Thus, as one goes up the chain of command, the emphasis on the assessment and accountability of that level disappears. The focus comes to fall completely on the prioritized "wish list" for additional cost objectives. How centrally this whole process focuses on the allocation of funds is vividly suggested by the fact that the final document produced by this process, the university's "Strategic Plan," consists of the Mission Statement, along with the statements of Institutional Goals and Strategic Directions and the prioritized "Additional Cost Objectives" forms filled out by each vice-president, and that is all. Similarly, the Planning Department's flow chart of the planning process lists only one use for the Strategic Plan, once it has been reviewed by the Institutional Planning Analysis Committee and received its final approval by the Institutional Planning Committee, and that is to serve as the basis for the university's budget request to the state, which, in turn, provides the basis for the internal budget.

For the purposes of the formal planning and accountability process, the goals of each unit are its list of "Assessment Criteria/Procedures." These are "performance goals" that can be measured--e.g., "At least 75% of faculty members will engage in scholarly activities," or "Maintenance of licensure pass rate of 85% or higher annually." While there is not anything objectionable about such performance goals in themselves, they tend to be mechanical and, therefore, very faulty measures of the extent to which the institution is acting upon or transmitting its basic values. For one thing, since this whole system focuses on programs and degrees, the basic general education goals and values of the institution tend to evaporate. Secondly, the emphasis on these measurable performance goals directs attention away from discussion of basic instituional and departmental values and the goals that should legitimately flow from them. Perhaps the main problem is that what I have described here is less a planning process than a reporting and requesting process that offers little help or encouragement to serious, thoughtful planning or stock-taking, particularly of a non-budgetary type.

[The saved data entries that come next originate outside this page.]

//! Error types for PowerPoint to Markdown conversion.

use thiserror::Error;

/// Result type alias using our Error type.
pub type Result<T> = std::result::Result<T, Error>;

/// Errors that can occur during conversion.
///
/// Parts that are allowed to be missing are not errors; readers return
/// `Ok(None)` for them. Every variant here aborts the run.
#[derive(Error, Debug)]
pub enum Error {
    /// Failed to open or read a file.
    #[error("Failed to read file: {0}")]
    IoError(#[from] std::io::Error),

    /// ZIP archive error.
    #[error("ZIP error: {0}")]
    ZipError(String),

    /// A package part is not well-formed XML.
    #[error("XML parsing error in '{path}': {message}")]
    XmlError { path: String, message: String },

    /// A slide contains pictures but its relationship part does not exist.
    #[error("Slide '{slide}' contains pictures but relationship part '{rels}' is missing")]
    MissingRelationships { slide: String, rels: String },

    /// A picture references a relationship id the manifest does not define.
    #[error("Relationship '{id}' is not defined in '{rels}'")]
    UnknownRelationship { rels: String, id: String },

    /// A picture carries no embedded image reference.
    #[error("Slide '{slide}' contains a picture without an embedded image reference")]
    MissingImageReference { slide: String },

    /// Invalid or corrupted file.
    #[error("Invalid or corrupted file: {0}")]
    CorruptedFile(String),
}

impl Error {
    /// Build an XML error for the given part.
    pub fn xml(path: impl Into<String>, message: impl ToString) -> Self {
        Self::XmlError {
            path: path.into(),
            message: message.to_string(),
        }
    }
}
//! Relationship manifests (`_rels/*.rels`) and image target resolution.

use crate::xml::XmlNode;
use pptmd_core::{ConvertOptions, Error, Result};
use std::collections::HashMap;

/// Relationship id to target mapping for one package part.
#[derive(Debug, Clone, Default)]
pub struct RelationshipManifest {
    part: String,
    targets: HashMap<String, String>,
}

impl RelationshipManifest {
    /// Build from an already parsed `Relationships` element.
    ///
    /// Entries without an `Id` or `Target` are ignored; a repeated id keeps
    /// its first target.
    pub fn from_node(part: &str, root: &XmlNode) -> Self {
        let mut targets = HashMap::new();

        for rel in root.children("Relationship") {
            match (rel.attr("Id"), rel.attr("Target")) {
                (Some(id), Some(target)) => {
                    targets
                        .entry(id.to_string())
                        .or_insert_with(|| target.to_string());
                }
                _ => log::debug!("{}: skipping incomplete relationship", part),
            }
        }

        Self {
            part: part.to_string(),
            targets,
        }
    }

    /// Raw target for an id.
    pub fn target(&self, id: &str) -> Option<&str> {
        self.targets.get(id).map(String::as_str)
    }

    /// Resolve an id to its published asset path.
    ///
    /// An id missing from the manifest means the package is malformed.
    pub fn resolve(&self, id: &str, options: &ConvertOptions) -> Result<String> {
        let target = self.target(id).ok_or_else(|| Error::UnknownRelationship {
            rels: self.part.clone(),
            id: id.to_string(),
        })?;
        Ok(options.rewrite_asset_path(target))
    }
}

The official description of this planning process, as given by the head of the planning department, emphasizes the amount of faculty input at all levels, and, by means of the Institutional Planning Analysis Committee, the presence of horizontal cross- fertilization. In fact, few non-administrative faculty members are meaningfully involved in the process. In some departments, the chair fills out the planning documents with a planning committee; in some departments, the chair simply handles the matter him/herself. My experience as a member of the Institutional Planning Analysis Committe, the body that theoretically offsets the severely vertical design of this process by providing for horizontal communication and critique, and, particularly my experience as the Chair of its Academic Affairs Sub-committee, have led me to conclude that it not able, or really intended, to serve this function. It is, instead, designed mainly to serve as a rubber stamp certifying the results of the paper planning process without subjecting it to more than token review.

Planning Versus Reporting

As I have already suggested in passing, what I have described is more of a system of reporting and creating a "paper record" and "paper accountability" than a process of planning, and it is a process that sends information up and sends down decisions concerning budget allocations and program creation or elimination. It is deficient in actual intellectual leadership from the top and in opportunities for people at different levels of the hierarchy and in different units to talk seriously together about what they do or about what students needs or will need in the future. It does not fuel or encourage the serious communal thinking that should take place before plans are made and embodied in reports. If this is so, then, logically, the next question is whether there is some place else, another institutional site, where more substantive academic planning takes place. My answer is "yes, at least in a sense," or "sort of."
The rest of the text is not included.